SRAP技术是一种多态性和信息量丰富的新的分子标记技术,其技术简便、快速,不需预知序列信息,近年来在植物遗传多样性分析、种质鉴定、遗传连锁图的构建以及比较基因组学研究等方面得到广泛应用。为了建立柿属植物SRAP技术体系,对影响SRAP-PCR的Mg2+、dNTPs、Taq聚合酶、引物浓度等因素进行了优化。确定优化的反应体系为:模板DNA30ng,Buffer1×,Mg2+2.5mmol/mL,dNTPs0.2mmol/L,Taq酶1u,引物0.3μmol/L,反应总体积25μL。该体系在柿属植物6种1类型共29个基因型中获得较好的扩增结果,可望在柿属植物起源和进化研究中应用。

Optimization of SRAP -PCR in some Diospyros spp.
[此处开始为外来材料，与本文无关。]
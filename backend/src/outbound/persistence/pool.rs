//! Async connection pool for Diesel PostgreSQL connections.
//!
//! Wraps `diesel-async` and `bb8`. Checkout is non-blocking and bounded by
//! the configured timeout; connections are health-checked on checkout so a
//! server-side disconnect surfaces as a fresh connection rather than a query
//! failure.
//!
//! A connection whose owning future is dropped mid-transaction is flagged as
//! broken by `diesel-async` and discarded by the pool, so the server rolls
//! the open transaction back.

use std::time::Duration;

use diesel_async::AsyncPgConnection;
use diesel_async::pooled_connection::AsyncDieselConnectionManager;
use diesel_async::pooled_connection::bb8::{Pool, PooledConnection};
use tracing::debug;

/// Errors that can occur during pool operations.
#[derive(Debug, Clone, PartialEq, Eq, thiserror::Error)]
pub enum PoolError {
    /// Failed to check out a connection from the pool.
    #[error("failed to get connection from pool: {message}")]
    Checkout { message: String },

    /// Failed to build the connection pool.
    #[error("failed to build connection pool: {message}")]
    Build { message: String },
}

impl PoolError {
    /// Create a checkout error with the given message.
    pub fn checkout(message: impl Into<String>) -> Self {
        Self::Checkout {
            message: message.into(),
        }
    }

    /// Create a build error with the given message.
    pub fn build(message: impl Into<String>) -> Self {
        Self::Build {
            message: message.into(),
        }
    }

    /// The underlying driver or pool message.
    pub fn message(&self) -> &str {
        match self {
            Self::Checkout { message } | Self::Build { message } => message.as_str(),
        }
    }
}

/// Configuration for the database connection pool.
///
/// # Example
///
/// ```
/// use std::time::Duration;
/// use conduit_backend::outbound::persistence::PoolConfig;
///
/// let config = PoolConfig::new("postgres://conduit@localhost/conduit")
///     .with_max_size(20)
///     .with_min_idle(Some(5))
///     .with_connection_timeout(Duration::from_secs(5));
/// assert_eq!(config.max_size(), 20);
/// ```
#[derive(Debug, Clone, PartialEq, Eq)]
pub struct PoolConfig {
    database_url: String,
    max_size: u32,
    min_idle: Option<u32>,
    connection_timeout: Duration,
}

impl PoolConfig {
    /// Default upper bound on open connections.
    pub const DEFAULT_MAX_SIZE: u32 = 10;
    /// Default idle floor.
    pub const DEFAULT_MIN_IDLE: u32 = 2;
    /// Default checkout timeout.
    pub const DEFAULT_CONNECTION_TIMEOUT: Duration = Duration::from_secs(30);

    /// Create a configuration for `database_url` with the default limits.
    pub fn new(database_url: impl Into<String>) -> Self {
        Self {
            database_url: database_url.into(),
            max_size: Self::DEFAULT_MAX_SIZE,
            min_idle: Some(Self::DEFAULT_MIN_IDLE),
            connection_timeout: Self::DEFAULT_CONNECTION_TIMEOUT,
        }
    }

    /// Set the maximum number of connections in the pool.
    pub fn with_max_size(mut self, max_size: u32) -> Self {
        self.max_size = max_size;
        self
    }

    /// Set the minimum number of idle connections to maintain.
    pub fn with_min_idle(mut self, min_idle: Option<u32>) -> Self {
        self.min_idle = min_idle;
        self
    }

    /// Set the connection checkout timeout.
    pub fn with_connection_timeout(mut self, timeout: Duration) -> Self {
        self.connection_timeout = timeout;
        self
    }

    /// The database URL.
    pub fn database_url(&self) -> &str {
        &self.database_url
    }

    /// Upper bound on open connections.
    pub fn max_size(&self) -> u32 {
        self.max_size
    }

    /// Idle connections kept warm, if any.
    pub fn min_idle(&self) -> Option<u32> {
        self.min_idle
    }

    /// How long a checkout may wait.
    pub fn connection_timeout(&self) -> Duration {
        self.connection_timeout
    }
}

/// Async connection pool for PostgreSQL via Diesel.
///
/// Cheap to clone; clones share the same underlying pool.
#[derive(Clone)]
pub struct DbPool {
    inner: Pool<AsyncPgConnection>,
}

impl DbPool {
    /// Build a pool from `config`.
    ///
    /// # Errors
    ///
    /// Returns [`PoolError::Build`] when the pool cannot open its initial
    /// idle connections.
    pub async fn new(config: PoolConfig) -> Result<Self, PoolError> {
        let manager = AsyncDieselConnectionManager::<AsyncPgConnection>::new(&config.database_url);

        let pool = Pool::builder()
            .max_size(config.max_size)
            .min_idle(config.min_idle)
            .connection_timeout(config.connection_timeout)
            .test_on_check_out(true)
            .build(manager)
            .await
            .map_err(|err| PoolError::build(err.to_string()))?;

        debug!(
            max_size = config.max_size,
            min_idle = ?config.min_idle,
            "database pool ready"
        );
        Ok(Self { inner: pool })
    }

    /// Check out a connection.
    ///
    /// # Errors
    ///
    /// Returns [`PoolError::Checkout`] when no connection becomes available
    /// within the configured timeout.
    pub async fn get(&self) -> Result<PooledConnection<'_, AsyncPgConnection>, PoolError> {
        self.inner
            .get()
            .await
            .map_err(|err| PoolError::checkout(err.to_string()))
    }
}

#[cfg(test)]
mod tests {
    use super::*;
    use rstest::rstest;

    #[rstest]
    fn pool_config_default_values() {
        let config = PoolConfig::new("postgres://localhost/conduit");

        assert_eq!(config.database_url(), "postgres://localhost/conduit");
        assert_eq!(config.max_size(), 10);
        assert_eq!(config.min_idle(), Some(2));
        assert_eq!(config.connection_timeout(), Duration::from_secs(30));
    }

    #[rstest]
    fn pool_config_builder_pattern() {
        let config = PoolConfig::new("postgres://localhost/conduit")
            .with_max_size(20)
            .with_min_idle(None)
            .with_connection_timeout(Duration::from_secs(60));

        assert_eq!(config.max_size(), 20);
        assert_eq!(config.min_idle(), None);
        assert_eq!(config.connection_timeout(), Duration::from_secs(60));
    }

    #[rstest]
    #[case(PoolError::checkout("connection refused"), "connection refused")]
    #[case(PoolError::build("invalid URL"), "invalid URL")]
    fn pool_errors_expose_their_message(#[case] err: PoolError, #[case] message: &str) {
        assert_eq!(err.message(), message);
        assert!(err.to_string().contains(message));
    }
}
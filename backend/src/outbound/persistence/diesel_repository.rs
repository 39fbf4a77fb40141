//! PostgreSQL-backed repository shared by the user and article adapters.

use std::sync::Arc;

use mockable::{Clock, DefaultClock};

use super::pool::DbPool;

/// Diesel implementation of [`UserRepository`](crate::domain::ports::UserRepository)
/// and [`ArticleRepository`](crate::domain::ports::ArticleRepository).
///
/// Every operation checks out one pooled connection; operations that write
/// or read more than one table run in a single transaction. Timestamps come
/// from the injected clock.
#[derive(Clone)]
pub struct DieselRepository {
    pub(super) pool: DbPool,
    pub(super) clock: Arc<dyn Clock>,
}

impl DieselRepository {
    /// Create a repository over `pool` using the system clock.
    pub fn new(pool: DbPool) -> Self {
        Self::with_clock(pool, Arc::new(DefaultClock))
    }

    /// Create a repository over `pool` stamping rows with `clock`.
    pub fn with_clock(pool: DbPool, clock: Arc<dyn Clock>) -> Self {
        Self { pool, clock }
    }
}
SRAP is a new molecular marker which could provide high polymorphism and plentiful information. It is simple and has not the specie-specific character. It had been widely used for genetic diversity, comparing genome analysis and map construction, and so on. The concentrations of Mg2+, dNTPs, Taq DNA olymerase, primers which affect the SRAP-PCR reactions were optimized in order to establish the SRAP molecular marker system in Diospyros spp. The optimum system was as follows: template DNA 30 ng, Buffer 1×, Mg2+ 2.5 mmol/mL, dNTPs 0.2 mmol/L, Taq DNA polymerase 1 u, primer 0.3 μmol/L .The total volume of reaction was 25 μL. Amplications were carriyed out on 29 Diospyros spp. genotypes using this optimum system. The results showed that the system was steady and reliable and would be helpful to study origin and evolution of Diospyros spp.